WHAT YOU HAVE TO DO:
Reading the records beneath this task, work out how many lines contain the word "expect" and reply with only that number.

#### DATA TO PROCESS ####

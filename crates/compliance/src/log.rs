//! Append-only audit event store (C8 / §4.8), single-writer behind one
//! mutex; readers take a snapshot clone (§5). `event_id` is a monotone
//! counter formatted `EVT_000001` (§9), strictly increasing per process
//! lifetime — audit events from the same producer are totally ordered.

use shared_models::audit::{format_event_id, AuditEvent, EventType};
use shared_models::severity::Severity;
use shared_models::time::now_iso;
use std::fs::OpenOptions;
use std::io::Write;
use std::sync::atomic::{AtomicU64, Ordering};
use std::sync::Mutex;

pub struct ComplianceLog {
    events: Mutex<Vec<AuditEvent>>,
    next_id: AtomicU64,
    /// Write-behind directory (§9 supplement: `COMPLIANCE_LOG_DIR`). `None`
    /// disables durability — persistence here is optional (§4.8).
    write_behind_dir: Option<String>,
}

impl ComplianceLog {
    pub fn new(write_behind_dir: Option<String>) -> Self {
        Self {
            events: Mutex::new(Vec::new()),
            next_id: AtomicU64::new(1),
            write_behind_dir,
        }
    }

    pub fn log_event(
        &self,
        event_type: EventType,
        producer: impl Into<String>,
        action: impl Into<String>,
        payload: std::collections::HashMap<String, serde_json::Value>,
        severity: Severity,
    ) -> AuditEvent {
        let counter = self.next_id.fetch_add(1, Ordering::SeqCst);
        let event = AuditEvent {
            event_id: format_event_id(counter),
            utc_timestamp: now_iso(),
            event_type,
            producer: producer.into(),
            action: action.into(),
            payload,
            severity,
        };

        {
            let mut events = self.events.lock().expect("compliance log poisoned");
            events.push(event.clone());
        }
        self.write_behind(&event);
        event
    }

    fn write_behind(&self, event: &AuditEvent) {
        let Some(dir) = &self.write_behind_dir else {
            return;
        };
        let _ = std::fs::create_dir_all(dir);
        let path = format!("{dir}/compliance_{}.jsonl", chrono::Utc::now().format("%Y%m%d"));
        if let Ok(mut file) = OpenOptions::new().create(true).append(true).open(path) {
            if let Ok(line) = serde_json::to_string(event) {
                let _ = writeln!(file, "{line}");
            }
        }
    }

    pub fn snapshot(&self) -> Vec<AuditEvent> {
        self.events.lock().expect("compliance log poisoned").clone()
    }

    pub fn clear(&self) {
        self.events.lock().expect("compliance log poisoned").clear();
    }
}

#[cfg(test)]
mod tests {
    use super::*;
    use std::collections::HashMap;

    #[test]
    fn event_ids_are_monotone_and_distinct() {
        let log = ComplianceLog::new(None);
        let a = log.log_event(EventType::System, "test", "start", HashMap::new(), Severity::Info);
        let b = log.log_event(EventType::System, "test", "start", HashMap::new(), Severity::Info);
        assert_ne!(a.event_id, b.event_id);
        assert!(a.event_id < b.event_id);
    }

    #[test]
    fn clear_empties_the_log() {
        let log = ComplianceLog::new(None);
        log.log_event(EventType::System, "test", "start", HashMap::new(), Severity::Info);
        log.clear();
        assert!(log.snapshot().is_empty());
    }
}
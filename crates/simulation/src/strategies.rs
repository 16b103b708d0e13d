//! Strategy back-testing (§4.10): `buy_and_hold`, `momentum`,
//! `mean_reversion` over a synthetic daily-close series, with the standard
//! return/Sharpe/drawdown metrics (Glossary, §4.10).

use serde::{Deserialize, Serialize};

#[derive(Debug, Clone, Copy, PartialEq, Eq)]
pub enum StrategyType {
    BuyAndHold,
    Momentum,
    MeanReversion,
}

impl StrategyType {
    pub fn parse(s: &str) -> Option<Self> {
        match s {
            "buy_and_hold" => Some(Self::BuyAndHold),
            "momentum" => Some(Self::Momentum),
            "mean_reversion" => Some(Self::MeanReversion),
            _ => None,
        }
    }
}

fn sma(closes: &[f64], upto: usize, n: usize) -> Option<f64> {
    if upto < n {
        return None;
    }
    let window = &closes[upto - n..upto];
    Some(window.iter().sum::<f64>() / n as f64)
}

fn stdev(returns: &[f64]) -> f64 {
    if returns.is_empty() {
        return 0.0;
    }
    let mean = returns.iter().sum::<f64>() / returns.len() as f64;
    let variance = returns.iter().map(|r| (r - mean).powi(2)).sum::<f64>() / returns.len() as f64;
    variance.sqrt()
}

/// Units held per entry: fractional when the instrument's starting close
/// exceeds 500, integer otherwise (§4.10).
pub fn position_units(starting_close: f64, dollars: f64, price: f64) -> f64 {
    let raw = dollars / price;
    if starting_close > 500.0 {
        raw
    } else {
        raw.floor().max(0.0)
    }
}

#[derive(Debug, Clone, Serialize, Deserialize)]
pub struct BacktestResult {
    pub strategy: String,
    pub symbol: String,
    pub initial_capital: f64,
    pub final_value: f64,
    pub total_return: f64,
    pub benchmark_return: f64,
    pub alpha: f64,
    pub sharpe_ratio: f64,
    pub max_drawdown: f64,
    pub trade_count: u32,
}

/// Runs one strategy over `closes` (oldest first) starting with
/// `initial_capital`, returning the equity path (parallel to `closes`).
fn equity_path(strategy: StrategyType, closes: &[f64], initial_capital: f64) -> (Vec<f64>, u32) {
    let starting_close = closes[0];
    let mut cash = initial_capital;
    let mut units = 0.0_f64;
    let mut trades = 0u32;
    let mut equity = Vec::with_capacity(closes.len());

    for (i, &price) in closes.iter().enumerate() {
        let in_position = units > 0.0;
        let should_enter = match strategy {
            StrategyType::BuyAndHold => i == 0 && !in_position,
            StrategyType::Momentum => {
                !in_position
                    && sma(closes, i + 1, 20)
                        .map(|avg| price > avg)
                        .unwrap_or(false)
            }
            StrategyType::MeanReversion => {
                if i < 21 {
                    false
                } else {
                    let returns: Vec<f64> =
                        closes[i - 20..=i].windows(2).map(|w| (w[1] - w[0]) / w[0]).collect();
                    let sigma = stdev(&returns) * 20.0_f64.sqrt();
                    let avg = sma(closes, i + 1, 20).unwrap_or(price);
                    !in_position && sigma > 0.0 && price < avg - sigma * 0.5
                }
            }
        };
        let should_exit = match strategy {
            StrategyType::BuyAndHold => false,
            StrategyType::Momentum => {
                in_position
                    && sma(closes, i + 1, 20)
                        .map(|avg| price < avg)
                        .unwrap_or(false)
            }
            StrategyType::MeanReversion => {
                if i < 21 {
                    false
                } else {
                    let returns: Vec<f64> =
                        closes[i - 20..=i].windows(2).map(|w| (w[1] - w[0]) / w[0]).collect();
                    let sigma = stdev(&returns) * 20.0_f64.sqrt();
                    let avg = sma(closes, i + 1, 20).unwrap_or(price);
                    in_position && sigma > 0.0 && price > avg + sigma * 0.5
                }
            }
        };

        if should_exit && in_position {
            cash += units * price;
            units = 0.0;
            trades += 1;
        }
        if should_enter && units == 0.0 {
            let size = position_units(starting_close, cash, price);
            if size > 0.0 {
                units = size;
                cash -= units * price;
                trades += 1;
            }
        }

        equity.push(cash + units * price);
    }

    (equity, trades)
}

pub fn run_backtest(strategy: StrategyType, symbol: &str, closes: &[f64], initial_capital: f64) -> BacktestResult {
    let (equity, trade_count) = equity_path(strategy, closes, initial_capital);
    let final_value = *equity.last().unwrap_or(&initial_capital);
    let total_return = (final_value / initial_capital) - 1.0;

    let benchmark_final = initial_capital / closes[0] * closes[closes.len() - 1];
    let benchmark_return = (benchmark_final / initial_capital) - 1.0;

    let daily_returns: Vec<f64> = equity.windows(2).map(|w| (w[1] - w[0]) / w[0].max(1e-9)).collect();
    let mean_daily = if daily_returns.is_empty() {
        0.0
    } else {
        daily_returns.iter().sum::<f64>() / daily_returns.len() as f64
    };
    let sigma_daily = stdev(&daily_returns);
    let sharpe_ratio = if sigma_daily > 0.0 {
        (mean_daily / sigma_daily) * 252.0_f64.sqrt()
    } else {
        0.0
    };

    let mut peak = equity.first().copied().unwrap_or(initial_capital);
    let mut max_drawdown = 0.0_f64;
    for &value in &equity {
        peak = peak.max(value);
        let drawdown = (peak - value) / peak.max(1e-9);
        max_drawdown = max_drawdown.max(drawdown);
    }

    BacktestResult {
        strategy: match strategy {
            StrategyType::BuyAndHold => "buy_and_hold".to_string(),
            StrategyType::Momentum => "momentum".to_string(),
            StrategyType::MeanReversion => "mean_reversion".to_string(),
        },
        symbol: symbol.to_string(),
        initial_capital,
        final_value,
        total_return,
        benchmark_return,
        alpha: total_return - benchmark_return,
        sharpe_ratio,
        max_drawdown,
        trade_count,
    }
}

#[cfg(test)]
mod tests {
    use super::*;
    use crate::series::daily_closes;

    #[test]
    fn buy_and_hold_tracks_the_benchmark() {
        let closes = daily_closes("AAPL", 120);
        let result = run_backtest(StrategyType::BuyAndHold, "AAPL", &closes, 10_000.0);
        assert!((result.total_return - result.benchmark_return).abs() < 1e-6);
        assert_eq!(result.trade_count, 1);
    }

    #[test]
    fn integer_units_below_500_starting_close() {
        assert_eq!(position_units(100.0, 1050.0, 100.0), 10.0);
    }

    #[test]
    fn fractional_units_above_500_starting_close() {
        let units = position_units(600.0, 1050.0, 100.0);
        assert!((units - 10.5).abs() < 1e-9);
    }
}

####

OUTPUT BELOW:
3